I had the recent opportunity to listen to physician-writer and fellow mother in medicine, Pauline Chen, speak at a university function. I had read some of her columns in The New York Times (she has a weekly column, "Doctor and Patient"), and I've always been impressed by how honestly and thoughtfully she writes. Her book, Final Exam: A Surgeon's Reflections on Mortality, is a New York Times bestseller.
My colleague had helped to arrange her visit, and when I arrived to the building, I ran into him into the hallway. He introduced me to her before the talk and I got the chance to speak with her for a few minutes. What struck me about her was how she makes you feel like the most important person in the room when she talks to you. She is sincere, engaged, kind and so warm, she casts a glow. I felt gleeful to be able to connect with her, even for a short while. I even mentioned Mothers in Medicine and what we write about here.
Her talk was fabulous. The entire auditorium was captivated and hung onto her every word. She shared a couple of patient stories that were so exquisitely written and told, I had shivers. Her message was all about compassionate care, especially compassionate care at the end of life. She shared regrets and interactions she wished happened differently, but mostly, it was about hope for being the best physicians we could be. There have only been a couple times where I've listened to physicians speak and thought to myself: I would want to be her patient. Her patients are so lucky. I thought this about Pauline. (The other was Rita Charon from Columbia University. That woman rocks.)

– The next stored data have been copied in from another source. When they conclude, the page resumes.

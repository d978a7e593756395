//! RPC Manager Module
//!
//! Transport traits the pipeline consumes and the classification of chain
//! responses into pipeline errors.

pub mod rpc_errors;
pub mod transport;

// Re-exports for convenience
pub use rpc_errors::{classify_tx_result, RpcError};
pub use transport::{AccountQuerier, BroadcastTransport};
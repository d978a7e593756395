//! Transport seams to the chain node
//!
//! The wire protocol to the node is owned by whoever implements these traits.
//! Implementations are expected to carry their own request deadlines.

use super::rpc_errors::RpcError;
use crate::types::{AccountInfo, BroadcastMode, BroadcastResponse, SimulateResponse};
use async_trait::async_trait;

/// Live account lookup
#[async_trait]
pub trait AccountQuerier: Send + Sync {
    /// Fetch the current account number and next sequence for `address`
    async fn query_account(&self, address: &str) -> Result<AccountInfo, RpcError>;
}

/// Transaction submission
#[async_trait]
pub trait BroadcastTransport: Send + Sync {
    /// Submit signed transaction bytes using `mode`
    ///
    /// A transport error is returned only when the node could not be reached or
    /// answered garbage; chain-side rejections come back inside the response.
    async fn submit(&self, tx_bytes: &[u8], mode: BroadcastMode) -> Result<BroadcastResponse, RpcError>;

    /// Execute the transaction without committing it to estimate gas
    async fn simulate(&self, tx_bytes: &[u8]) -> Result<SimulateResponse, RpcError>;
}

I left the talk feeling inspired. Inspired to write and inspired to keep striving to be the best physician, the best listener, the best patient advocate that I could be. I thought about all the family meetings I've been involved in recently - the ones where we have to break cancer diagnoses and sometimes discuss options for palliative care - about helping patients and families through the stress of chronic or end-stage illness, and feeling at least thankful to be the one to help them through this. Emotionally taxing on me, yes. But if I can make an unthinkable situation a little bit better, to be the voice of compassion and comfort, then it is all worth it. It makes a difference.
Pauline, thank you for doing what you do. Thank you for inspiring each of us sitting in that auditorium to be our best selves.